С большей или меньшей степенью уверенности можно утверждать, что Петер Эстерхази, некогда опальный интеллектуал, ныне именуемый на родине “живым классиком”, на сегодняшний день самый известный россиянам современный венгерский писатель. Степень уверенности определяется долей осведомленности. Широкой публике в России нынче решительно начхать и на собственных писателей, не говоря уже об импортируемых. Ведь деньги зарабатывать — это не на кухне коммунистов ругать, как в прежние времена “дружбы народов”, когда Янош Коош был одним из любимых певцов культурного советского народа, в ресторане Курского вокзала подавали “вымя отварное” — а в продуктовых заказах к революционным праздникам фигурировало “венгерское салями”, по центральному радио исполняли на балалайке “чардаш Монти”, а что касается “венгерских событий 1956-го”, то была избрана такая “поза рожи”, что таковых событий вроде бы никогда и не существовало или что “братский венгерский народ” с успехом победил в 1956-м свою контрреволюцию, а московские “товарищи” ему в этом благородном деле лишь немножко помогли своими зелеными танками с красной звездой.
Да, эту книгу читать можно. Вячеслав Середа перевел все эти обманчиво простые, а на самом деле сложнейшие тексты так, как будто он сам их написал. Простые, потому что в книге представлен весь тот газетно-журнальный сор, который Петер Эстерхази накопил за отчетный период, отложив на время создание собственной “нетленки” — то ли для прокорму в условиях “рыночной экономики”, то ли по велению души, возрадовавшейся отсутствию коммунизма в его родной стране, то ли для того, чтобы послужить обществу и “продвинуть реформы”. Сложнейшие, потому что здесь — и нюансы, недоступные пониманию внешнего, не являющегося современным венгром человека.
Более того — эту книгу читать НУЖНО. Полагаю, что лично я в процессе чтения, кажется, все же немножко обогатил себя знаниями о том, что теперь творится У НИХ в отсутствии коммунизма и “старшего брата”. Творится практически все то же самое, что и у нас, но с поправкой на коэффициент близости к так называемому Западу и процентное соотношение размеров двух наших стран.
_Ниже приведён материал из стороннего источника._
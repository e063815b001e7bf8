use serde::{Deserialize, Serialize};

use super::error::ConfigError;
use super::trip::TripRates;

/// Game parameters that control every entity and rule in a session.
///
/// Every field is required: a configuration file missing a key fails to
/// parse instead of silently falling back to a default.
#[derive(Debug, Clone, Serialize, Deserialize)]
#[serde(deny_unknown_fields)]
pub struct Params {
    /// Height of the visible road in world units.
    pub window_height: f64,
    /// X coordinates of the lane centers, left to right.
    pub lanes: Vec<f64>,
    /// Score that wins the game.
    pub target_score: f64,
    /// Number of ticks before the session ends in a loss.
    pub max_frames: u32,
    /// The player's taxi.
    pub taxi: TaxiParams,
    /// Hostile traffic that shoots fireballs.
    pub enemy_car: TrafficParams,
    /// Ordinary traffic.
    pub other_car: TrafficParams,
    /// The player avatar.
    pub driver: DriverParams,
    /// Passengers waiting for a ride.
    pub passenger: PassengerParams,
    /// Projectiles launched by enemy cars.
    pub fireball: FireballParams,
    /// Collision radius of drop-off flags.
    pub flag_radius: f64,
    /// Smoke puff shown on impact.
    pub smoke: EffectParams,
    /// Fire shown where a car is destroyed.
    pub fire: EffectParams,
    /// Coin pickup (priority boost).
    pub coin: PickupParams,
    /// Invincibility pickup.
    pub invincible_power: PickupParams,
    /// Fare and penalty rates.
    pub trip: TripRates,
    /// Hit window, bounce and off-screen parking.
    pub collision: CollisionParams,
    /// Odds and positions for random traffic.
    pub spawn: SpawnParams,
}

/// Taxi settings.
#[derive(Debug, Clone, Serialize, Deserialize)]
#[serde(deny_unknown_fields)]
pub struct TaxiParams {
    /// Collision radius.
    pub radius: f64,
    /// Starting health on the 0..1 scale.
    pub health: f64,
    /// Damage dealt to whatever the taxi hits.
    pub damage: f64,
    /// Sideways step per tick.
    pub speed_x: f64,
    /// Scroll speed while the driver is inside.
    pub speed_y: f64,
    /// Lowest Y a replacement taxi can appear at.
    pub next_spawn_min_y: i32,
    /// Highest Y a replacement taxi can appear at.
    pub next_spawn_max_y: i32,
}

/// Settings shared by both kinds of traffic.
#[derive(Debug, Clone, Serialize, Deserialize)]
#[serde(deny_unknown_fields)]
pub struct TrafficParams {
    /// Collision radius.
    pub radius: f64,
    /// Starting health on the 0..1 scale.
    pub health: f64,
    /// Damage dealt on impact.
    pub damage: f64,
    /// Lower bound of the random vertical drift.
    pub min_speed_y: f64,
    /// Upper bound of the random vertical drift.
    pub max_speed_y: f64,
}

/// Driver settings.
#[derive(Debug, Clone, Serialize, Deserialize)]
#[serde(deny_unknown_fields)]
pub struct DriverParams {
    /// Collision radius.
    pub radius: f64,
    /// Full health on the 0..1 scale.
    pub health: f64,
    /// Sideways walking step.
    pub walk_speed_x: f64,
    /// Vertical walking step, also the scroll speed while on foot.
    pub walk_speed_y: f64,
    /// Distance at which the driver climbs back into the taxi.
    pub board_distance: f64,
    /// Per-tick bounce displacement.
    pub bounce_speed: f64,
    /// How far left of a wreck the driver lands.
    pub eject_offset_x: f64,
}

/// Passenger settings.
#[derive(Debug, Clone, Serialize, Deserialize)]
#[serde(deny_unknown_fields)]
pub struct PassengerParams {
    /// Collision radius.
    pub radius: f64,
    /// Starting health on the 0..1 scale.
    pub health: f64,
    /// Sideways walking step.
    pub walk_speed_x: f64,
    /// Vertical walking step.
    pub walk_speed_y: f64,
    /// Taxi must be this close before the passenger starts walking to it.
    pub taxi_detect_radius: f64,
    /// Passenger boards once this close to the taxi.
    pub pickup_snap_distance: f64,
    /// How far left of a wreck (and of the walking driver) the passenger stays.
    pub eject_offset_x: f64,
}

/// Fireball settings.
#[derive(Debug, Clone, Serialize, Deserialize)]
#[serde(deny_unknown_fields)]
pub struct FireballParams {
    /// Collision radius.
    pub radius: f64,
    /// Damage dealt on impact.
    pub damage: f64,
    /// Upward speed per tick.
    pub speed_y: f64,
    /// Gap between the shooter's front edge and the launch point.
    pub launch_offset_y: f64,
}

/// Smoke or fire settings.
#[derive(Debug, Clone, Serialize, Deserialize)]
#[serde(deny_unknown_fields)]
pub struct EffectParams {
    /// Ticks the effect stays visible.
    pub ttl: u32,
    /// Downward drift per tick.
    pub drift_y: f64,
}

/// Pickup settings.
#[derive(Debug, Clone, Serialize, Deserialize)]
#[serde(deny_unknown_fields)]
pub struct PickupParams {
    /// Collision radius.
    pub radius: f64,
    /// Ticks the power stays active.
    pub duration: u32,
}

/// Collision timing settings.
#[derive(Debug, Clone, Serialize, Deserialize)]
#[serde(deny_unknown_fields)]
pub struct CollisionParams {
    /// Length of the post-hit invincibility window.
    pub hit_invincibility_ticks: u32,
    /// Length of the bounce displacement.
    pub bounce_ticks: u32,
    /// Per-tick bounce displacement of a car hit by another car.
    pub bounce_speed: f64,
    /// Per-tick bounce displacement of a car hit by the walking driver.
    pub driver_contact_bounce_speed: f64,
    /// Where destroyed traffic is parked.
    pub offscreen_car_position: [f64; 2],
    /// Where spent fireballs are parked.
    pub offscreen_fireball_position: [f64; 2],
}

/// Random spawn odds.
///
/// Each roll draws an integer in `1..=roll_max`; an event fires when the roll
/// is a multiple of its modulus.
#[derive(Debug, Clone, Serialize, Deserialize)]
#[serde(deny_unknown_fields)]
pub struct SpawnParams {
    /// Upper bound of every roll.
    pub roll_max: u32,
    /// A traffic car spawns on multiples of this.
    pub car_modulus: u32,
    /// Of those, multiples of this spawn an enemy car instead.
    pub enemy_modulus: u32,
    /// An enemy car launches a fireball on multiples of this.
    pub fireball_modulus: u32,
    /// Spawn Y above the visible road.
    pub top_y: f64,
    /// Spawn Y below the visible road.
    pub bottom_y: f64,
}

impl Params {
    /// Loads and validates parameters from a JSON file.
    pub fn load_from_file(path: &str) -> Result<Self, ConfigError> {
        let json = std::fs::read_to_string(path)?;
        Self::from_json(&json)
    }

    /// Parses and validates parameters from a JSON string.
    pub fn from_json(json: &str) -> Result<Self, ConfigError> {
        let params: Self = serde_json::from_str(json)?;
        params.validate()?;
        Ok(params)
    }

    /// Rejects values that would make the simulation meaningless.
    pub fn validate(&self) -> Result<(), ConfigError> {
        positive("window_height", self.window_height)?;
        if self.lanes.is_empty() {
            return Err(invalid("lanes", "at least one lane is required"));
        }
        for &lane in &self.lanes {
            finite("lanes", lane)?;
        }
        non_negative("target_score", self.target_score)?;
        nonzero("max_frames", self.max_frames)?;

        let taxi = &self.taxi;
        positive("taxi.radius", taxi.radius)?;
        positive("taxi.health", taxi.health)?;
        non_negative("taxi.damage", taxi.damage)?;
        non_negative("taxi.speed_x", taxi.speed_x)?;
        non_negative("taxi.speed_y", taxi.speed_y)?;
        if taxi.next_spawn_min_y > taxi.next_spawn_max_y {
            return Err(invalid("taxi.next_spawn_min_y", "must not exceed next_spawn_max_y"));
        }

        validate_traffic(&self.enemy_car, ENEMY_CAR_FIELDS)?;
        validate_traffic(&self.other_car, OTHER_CAR_FIELDS)?;

        let driver = &self.driver;
        positive("driver.radius", driver.radius)?;
        positive("driver.health", driver.health)?;
        non_negative("driver.walk_speed_x", driver.walk_speed_x)?;
        non_negative("driver.walk_speed_y", driver.walk_speed_y)?;
        non_negative("driver.board_distance", driver.board_distance)?;
        non_negative("driver.bounce_speed", driver.bounce_speed)?;
        finite("driver.eject_offset_x", driver.eject_offset_x)?;

        let passenger = &self.passenger;
        positive("passenger.radius", passenger.radius)?;
        positive("passenger.health", passenger.health)?;
        positive("passenger.walk_speed_x", passenger.walk_speed_x)?;
        positive("passenger.walk_speed_y", passenger.walk_speed_y)?;
        positive("passenger.taxi_detect_radius", passenger.taxi_detect_radius)?;
        non_negative("passenger.pickup_snap_distance", passenger.pickup_snap_distance)?;
        finite("passenger.eject_offset_x", passenger.eject_offset_x)?;

        positive("fireball.radius", self.fireball.radius)?;
        non_negative("fireball.damage", self.fireball.damage)?;
        non_negative("fireball.speed_y", self.fireball.speed_y)?;
        finite("fireball.launch_offset_y", self.fireball.launch_offset_y)?;

        positive("flag_radius", self.flag_radius)?;
        finite("smoke.drift_y", self.smoke.drift_y)?;
        finite("fire.drift_y", self.fire.drift_y)?;
        positive("coin.radius", self.coin.radius)?;
        nonzero("coin.duration", self.coin.duration)?;
        positive("invincible_power.radius", self.invincible_power.radius)?;
        nonzero("invincible_power.duration", self.invincible_power.duration)?;

        let trip = &self.trip;
        non_negative("trip.rate_per_y", trip.rate_per_y)?;
        non_negative("trip.priority1", trip.priority1)?;
        non_negative("trip.priority2", trip.priority2)?;
        non_negative("trip.priority3", trip.priority3)?;
        non_negative("trip.penalty_per_y", trip.penalty_per_y)?;

        let collision = &self.collision;
        nonzero("collision.hit_invincibility_ticks", collision.hit_invincibility_ticks)?;
        nonzero("collision.bounce_ticks", collision.bounce_ticks)?;
        non_negative("collision.bounce_speed", collision.bounce_speed)?;
        non_negative(
            "collision.driver_contact_bounce_speed",
            collision.driver_contact_bounce_speed,
        )?;
        for &v in collision
            .offscreen_car_position
            .iter()
            .chain(collision.offscreen_fireball_position.iter())
        {
            finite("collision.offscreen_position", v)?;
        }

        let spawn = &self.spawn;
        nonzero("spawn.roll_max", spawn.roll_max)?;
        nonzero("spawn.car_modulus", spawn.car_modulus)?;
        nonzero("spawn.enemy_modulus", spawn.enemy_modulus)?;
        nonzero("spawn.fireball_modulus", spawn.fireball_modulus)?;
        finite("spawn.top_y", spawn.top_y)?;
        finite("spawn.bottom_y", spawn.bottom_y)?;

        Ok(())
    }
}

const ENEMY_CAR_FIELDS: [&str; 5] = [
    "enemy_car.radius",
    "enemy_car.health",
    "enemy_car.damage",
    "enemy_car.min_speed_y",
    "enemy_car.max_speed_y",
];

const OTHER_CAR_FIELDS: [&str; 5] = [
    "other_car.radius",
    "other_car.health",
    "other_car.damage",
    "other_car.min_speed_y",
    "other_car.max_speed_y",
];

fn validate_traffic(car: &TrafficParams, fields: [&'static str; 5]) -> Result<(), ConfigError> {
    let [radius, health, damage, min, max] = fields;
    positive(radius, car.radius)?;
    positive(health, car.health)?;
    non_negative(damage, car.damage)?;
    non_negative(min, car.min_speed_y)?;
    non_negative(max, car.max_speed_y)?;
    if car.min_speed_y > car.max_speed_y {
        return Err(invalid(min, "must not exceed max_speed_y"));
    }
    Ok(())
}

fn invalid(field: &'static str, reason: &'static str) -> ConfigError {
    ConfigError::InvalidValue { field, reason }
}

fn finite(field: &'static str, value: f64) -> Result<(), ConfigError> {
    if value.is_finite() {
        Ok(())
    } else {
        Err(invalid(field, "must be a finite number"))
    }
}

fn non_negative(field: &'static str, value: f64) -> Result<(), ConfigError> {
    finite(field, value)?;
    if value < 0.0 {
        return Err(invalid(field, "must not be negative"));
    }
    Ok(())
}

fn positive(field: &'static str, value: f64) -> Result<(), ConfigError> {
    finite(field, value)?;
    if value <= 0.0 {
        return Err(invalid(field, "must be greater than zero"));
    }
    Ok(())
}

fn nonzero(field: &'static str, value: u32) -> Result<(), ConfigError> {
    if value == 0 {
        return Err(invalid(field, "must be greater than zero"));
    }
    Ok(())
}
Венгрия совсем маленькая, Россия совсем большая, а это и для них, и для нас — дополнительная проблема.
Тема книги — прощание неангажированного писателя с тоталитаризмом и все другое, сопутствующее этому затяжному процессу (вопросы культуры, морали, нравственности, патриотизма, мироощущения, роли писателя в обществе и т. д.), представляется мне актуальной до сих пор, хотя в процессе написания статей и перевода их на русский язык прошло более десяти лет, “перестройка” обернулась “диким капитализмом”, коммуняки, поделив украденные деньги, мутировали в “новых русских” и стали бизнесменами, олигархами, банкирами, разбойниками, министрами, магнатами и проч. Вся эта дичь, на мой взгляд, все же лучше любых форм советской власти, о чем, кажется, толкует и мой венгерский коллега, отпрыск одной из самых знаменитых венгерских аристократических фамилий, если уж вспоминать о графинях и графьях, вымерших, как динозавры, во время ледникового советского периода. “Ведь в нашей истории речь идет не о том, что некая безответственная и циничная власть (коммунистов) растоптала, унизила, уничтожила бедных графов, не о “ликвидации класса” речь, а о том, что эта самая безответственная и циничная власть растаптывала, унижала и уничтожала графов — заодно с неграфами, с интеллигенцией, с рабочими и их союзниками крестьянами, то есть речь — о ликвидации целой страны”.
Вся разница только во времени — их страну “ликвидировали” сорок лет, нашу — семь десятилетий, а каков результат — покажет опять же только время, которое, если не врут, лучший судия. А пока же “всю нашу жизнь пропитала — как бы ее назвать? — крысиная и расчетливая полуправда”, и “мы туго соображаем, как должно поступить в той или иной ситуации разумное существо, то есть тупеем и деградируем”. Это Эстерхази о современной Венгрии. А вообще-то, очевидно в качестве утешения всем нам, он пишет: “Эта ялтинская Европа глупела безостановочно. На всем континенте от Лиссабона и до Стокгольма, от Бухареста до Лондона шла сплошная идиотизация”.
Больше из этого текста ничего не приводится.